| Work task |
In the data below, find each line containing the string "StatsSink" and return it.

| Data listing |
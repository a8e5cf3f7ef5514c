#![allow(dead_code)]
#![allow(clippy::expect_used)]

use std::net::SocketAddr;
use std::sync::Arc;
use std::time::Duration;

use axum::Router;
use axum::body::Body;
use axum::http::{Request, StatusCode};
use chrono::Utc;
use futures_util::{SinkExt, StreamExt};
use http_body_util::BodyExt;
use sea_orm::DatabaseConnection;
use tokio::net::TcpStream;
use tokio_tungstenite::tungstenite::Message;
use tokio_tungstenite::{MaybeTlsStream, WebSocketStream};
use tower::ServiceExt;

use dungeon_server::config::Config;
use dungeon_server::game::{GameHub, MovementFlags, SessionController};
use dungeon_server::gateway::BroadcastGateway;
use dungeon_server::maze::{DungeonOptions, GenerationError, Maze, MazeGenerator, Room};
use dungeon_server::protocol::ServerMessage;
use dungeon_server::state::AppState;
use dungeon_server::stats::{LogSink, StatsQueue, StatsSink, spawn_recorder};

pub type Client = WebSocketStream<MaybeTlsStream<TcpStream>>;

//  x: 0 1 2 3 4 5 6
// y0: 0 1 0 0 0 0 0
// y1: 0 2 1 1 1 3 0
// y2: 0 0 0 0 0 0 0
//
// Start is room 2 at (1,1), the goal is room 3 at (5,1).
pub fn corridor_maze() -> Maze {
    Maze::from_rows(
        vec![
            vec![0, 1, 0, 0, 0, 0, 0],
            vec![0, 2, 1, 1, 1, 3, 0],
            vec![0, 0, 0, 0, 0, 0, 0],
        ],
        vec![Room::new(2, 1, 1, 1, 1), Room::new(3, 5, 1, 1, 1)],
        8,
    )
    .expect("valid grid")
}

/// Always produces [`corridor_maze`].
pub struct CorridorGenerator;

impl MazeGenerator for CorridorGenerator {
    fn generate(&self, _options: &DungeonOptions) -> Result<Maze, GenerationError> {
        Ok(corridor_maze())
    }
}

pub const RIGHT: MovementFlags = MovementFlags {
    up: false,
    down: false,
    left: false,
    right: true,
};

pub const DOWN: MovementFlags = MovementFlags {
    up: false,
    down: true,
    left: false,
    right: false,
};

/// Application state over the corridor maze, recording summaries into `sink`.
pub fn test_state(db: Option<DatabaseConnection>, sink: Arc<dyn StatsSink>) -> AppState {
    let config = Config::from_lookup(|_| None).expect("defaults are valid");
    let (stats, rx) = StatsQueue::new();
    spawn_recorder(sink, rx);

    let controller = SessionController::new(
        Box::new(CorridorGenerator),
        config.dungeon.clone(),
        stats,
        Utc::now(),
    )
    .expect("corridor generator never fails");

    AppState {
        db,
        config,
        hub: GameHub::new(controller, BroadcastGateway::new()),
    }
}

pub fn test_app(state: AppState) -> Router {
    dungeon_server::routes::router().with_state(state)
}

/// Serve `state` on an ephemeral local port.
pub async fn spawn_server(state: AppState) -> SocketAddr {
    let listener = tokio::net::TcpListener::bind("127.0.0.1:0")
        .await
        .expect("bind ephemeral port");
    let addr = listener.local_addr().expect("local addr");
    let app = test_app(state);
    tokio::spawn(async move { axum::serve(listener, app).await });
    addr
}

pub async fn spawn_default_server() -> SocketAddr {
    spawn_server(test_state(None, Arc::new(LogSink))).await
}

pub async fn connect(addr: SocketAddr) -> Client {
    let (client, _response) = tokio_tungstenite::connect_async(format!("ws://{addr}/ws"))
        .await
        .expect("websocket handshake");
    client
}

/// Next server frame, skipping control frames.
pub async fn next_message(client: &mut Client) -> ServerMessage {
    loop {
        let frame = tokio::time::timeout(Duration::from_secs(5), client.next())
            .await
            .expect("timed out waiting for a frame")
            .expect("stream ended")
            .expect("websocket error");
        if let Message::Text(text) = frame {
            return serde_json::from_str(text.as_str()).expect("valid server frame");
        }
    }
}

/// Assert no frame arrives within a short window.
pub async fn assert_silent(client: &mut Client) {
    let result = tokio::time::timeout(Duration::from_millis(200), client.next()).await;
    assert!(result.is_err(), "unexpected frame: {result:?}");
}

pub async fn send_text(client: &mut Client, text: &str) {
    client
        .send(Message::Text(text.to_string().into()))
        .await
        .expect("send frame");
}

pub async fn send_movement(client: &mut Client, flags: MovementFlags) {
    let frame = serde_json::json!({ "type": "movement", "payload": flags });
    send_text(client, &frame.to_string()).await;
}

/// Test helper: send a GET request to the app and return (status, body).
pub async fn get(app: &Router, uri: &str) -> (StatusCode, String) {
    let request = Request::builder()
        .method("GET")
        .uri(uri)
        .body(Body::empty())
        .unwrap_or_default();

    let response = app.clone().oneshot(request).await.unwrap_or_default();

    let status = response.status();
    let body = response
        .into_body()
        .collect()
        .await
        .map(http_body_util::Collected::to_bytes)
        .unwrap_or_default();
    let body_str = String::from_utf8(body.to_vec()).unwrap_or_default();

    (status, body_str)
}
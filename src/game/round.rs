use std::sync::Arc;

use chrono::{DateTime, Utc};

use crate::maze::{Maze, Position};

/// One maze's lifetime, from generation to the next goal-triggered regeneration.
#[derive(Debug, Clone)]
pub struct SessionRound {
    pub maze: Arc<Maze>,
    pub start: Position,
    pub end: Position,
    pub started_at: DateTime<Utc>,
    /// Starts at 1 and increases by one with every new round.
    pub generation: u64,
    pub players_at_start: usize,
}

impl SessionRound {
    #[must_use]
    pub fn begin(maze: Maze, generation: u64, players: usize, now: DateTime<Utc>) -> Self {
        let start = maze.start_cell();
        let end = maze.end_cell();
        tracing::info!(
            generation,
            players,
            %start,
            %end,
            rooms = maze.rooms().len(),
            "Round started"
        );
        Self {
            maze: Arc::new(maze),
            start,
            end,
            started_at: now,
            generation,
            players_at_start: players,
        }
    }

    /// The same maze played again as a fresh round.
    #[must_use]
    pub fn replay(&self, players: usize, now: DateTime<Utc>) -> Self {
        Self {
            maze: Arc::clone(&self.maze),
            start: self.start,
            end: self.end,
            started_at: now,
            generation: self.generation + 1,
            players_at_start: players,
        }
    }

    /// Whole seconds since the round began, truncated. Clock skew yields zero.
    #[must_use]
    pub fn elapsed_secs(&self, now: DateTime<Utc>) -> u64 {
        u64::try_from((now - self.started_at).num_seconds()).unwrap_or(0)
    }
}
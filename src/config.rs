use std::net::{IpAddr, SocketAddr};
use std::path::PathBuf;

use serde::Serialize;

use crate::maze::DungeonOptions;

/// Application configuration loaded from environment variables.
#[derive(Debug, Clone)]
pub struct Config {
    /// Round summaries are only logged when no database is configured.
    pub database_url: Option<String>,
    pub server_host: IpAddr,
    pub server_port: u16,
    pub environment: Environment,
    pub log_level: String,
    /// Directory the browser client is served from.
    pub static_dir: PathBuf,
    pub dungeon: DungeonOptions,
}

/// Deployment environment.
#[derive(Debug, Clone, PartialEq, Eq, Serialize)]
#[serde(rename_all = "lowercase")]
pub enum Environment {
    Development,
    Staging,
    Production,
}

const DEFAULT_PORT: u16 = 8081;

impl Config {
    /// Load configuration from environment variables (and a `.env` file, if present).
    ///
    /// All variables are optional: `DATABASE_URL`, `SERVER_HOST`, `PORT` / `SERVER_PORT`,
    /// `ENVIRONMENT`, `LOG_LEVEL`, `STATIC_DIR`, `DUNGEON_WIDTH`, `DUNGEON_HEIGHT`,
    /// `DUNGEON_ROOMS`, `DUNGEON_ROOM_SIZE`.
    ///
    /// # Errors
    ///
    /// Returns an error if a host, port or dungeon dimension contains an invalid value.
    pub fn from_env() -> anyhow::Result<Self> {
        dotenvy::dotenv().ok();
        Self::from_lookup(|key| std::env::var(key).ok())
    }

    /// Build configuration from an arbitrary key lookup.
    ///
    /// # Errors
    ///
    /// Returns an error if a host, port or dungeon dimension contains an invalid value.
    pub fn from_lookup(lookup: impl Fn(&str) -> Option<String>) -> anyhow::Result<Self> {
        let database_url = lookup("DATABASE_URL").filter(|url| !url.trim().is_empty());

        let environment = match lookup("ENVIRONMENT").as_deref() {
            Some("production") => Environment::Production,
            Some("staging") => Environment::Staging,
            _ => Environment::Development,
        };

        // PORT wins over SERVER_PORT for container platforms
        let server_port = match lookup("PORT").or_else(|| lookup("SERVER_PORT")) {
            Some(port) => port
                .parse::<u16>()
                .map_err(|_| anyhow::anyhow!("SERVER_PORT / PORT must be a valid u16"))?,
            None => DEFAULT_PORT,
        };

        let default_host = if environment == Environment::Production {
            "0.0.0.0"
        } else {
            "127.0.0.1"
        };

        let server_host = lookup("SERVER_HOST")
            .unwrap_or_else(|| default_host.to_string())
            .parse::<IpAddr>()
            .map_err(|_| anyhow::anyhow!("SERVER_HOST must be a valid IP address"))?;

        let log_level = lookup("LOG_LEVEL").unwrap_or_else(|| "info".to_string());
        let static_dir =
            lookup("STATIC_DIR").map_or_else(|| PathBuf::from("public"), PathBuf::from);

        let defaults = DungeonOptions::default();
        let dungeon = DungeonOptions {
            width: positive(&lookup, "DUNGEON_WIDTH", defaults.width)?,
            height: positive(&lookup, "DUNGEON_HEIGHT", defaults.height)?,
            room_count: positive(&lookup, "DUNGEON_ROOMS", defaults.room_count)?,
            average_room_size: positive(&lookup, "DUNGEON_ROOM_SIZE", defaults.average_room_size)?,
        };

        Ok(Self {
            database_url,
            server_host,
            server_port,
            environment,
            log_level,
            static_dir,
            dungeon,
        })
    }

    /// Build the socket address for the server to bind to.
    #[must_use]
    pub const fn socket_addr(&self) -> SocketAddr {
        SocketAddr::new(self.server_host, self.server_port)
    }
}

fn positive(
    lookup: &impl Fn(&str) -> Option<String>,
    key: &str,
    default: u32,
) -> anyhow::Result<u32> {
    let Some(raw) = lookup(key) else {
        return Ok(default);
    };
    match raw.parse::<u32>() {
        Ok(value) if value > 0 => Ok(value),
        _ => Err(anyhow::anyhow!("{key} must be a positive integer, got {raw:?}")),
    }
}

#[cfg(test)]
mod tests {
    use std::collections::HashMap;

    use super::*;

    fn load(vars: &[(&str, &str)]) -> anyhow::Result<Config> {
        let vars: HashMap<String, String> = vars
            .iter()
            .map(|(k, v)| ((*k).to_string(), (*v).to_string()))
            .collect();
        Config::from_lookup(|key| vars.get(key).cloned())
    }

    #[test]
    fn test_defaults() {
        let config = load(&[]).unwrap_or_else(|_| unreachable!());
        assert!(config.database_url.is_none());
        assert_eq!(config.socket_addr().to_string(), "127.0.0.1:8081");
        assert_eq!(config.environment, Environment::Development);
        assert_eq!(config.static_dir, PathBuf::from("public"));
        assert_eq!(config.dungeon, DungeonOptions::default());
    }

    #[test]
    fn test_port_precedence() {
        let config = load(&[("PORT", "4000"), ("SERVER_PORT", "5000")]);
        assert_eq!(config.map(|c| c.server_port).ok(), Some(4000));
        let config = load(&[("SERVER_PORT", "5000")]);
        assert_eq!(config.map(|c| c.server_port).ok(), Some(5000));
    }

    #[test]
    fn test_production_binds_all_interfaces() {
        let config = load(&[("ENVIRONMENT", "production")]);
        assert_eq!(
            config.map(|c| c.server_host.to_string()).ok().as_deref(),
            Some("0.0.0.0")
        );
    }

    #[test]
    fn test_dungeon_overrides() {
        let config = load(&[
            ("DUNGEON_WIDTH", "30"),
            ("DUNGEON_ROOMS", "3"),
            ("DATABASE_URL", "sqlite::memory:"),
        ])
        .unwrap_or_else(|_| unreachable!());
        assert_eq!(config.dungeon.width, 30);
        assert_eq!(config.dungeon.height, 20);
        assert_eq!(config.dungeon.room_count, 3);
        assert_eq!(config.database_url.as_deref(), Some("sqlite::memory:"));
    }

    #[test]
    fn test_invalid_values_rejected() {
        assert!(load(&[("PORT", "not_a_number")]).is_err());
        assert!(load(&[("SERVER_HOST", "localhost")]).is_err());
        assert!(load(&[("DUNGEON_HEIGHT", "0")]).is_err());
        assert!(load(&[("DUNGEON_ROOM_SIZE", "-2")]).is_err());
    }

    #[test]
    fn test_blank_database_url_is_ignored() {
        let config = load(&[("DATABASE_URL", "  ")]);
        assert!(config.map(|c| c.database_url.is_none()).unwrap_or(false));
    }
}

| Task response |
use dungeon_server::stats::{LogSink, StatsQueue, StatsSink, spawn_recorder};
pub fn test_state(db: Option<DatabaseConnection>, sink: Arc<dyn StatsSink>) -> AppState {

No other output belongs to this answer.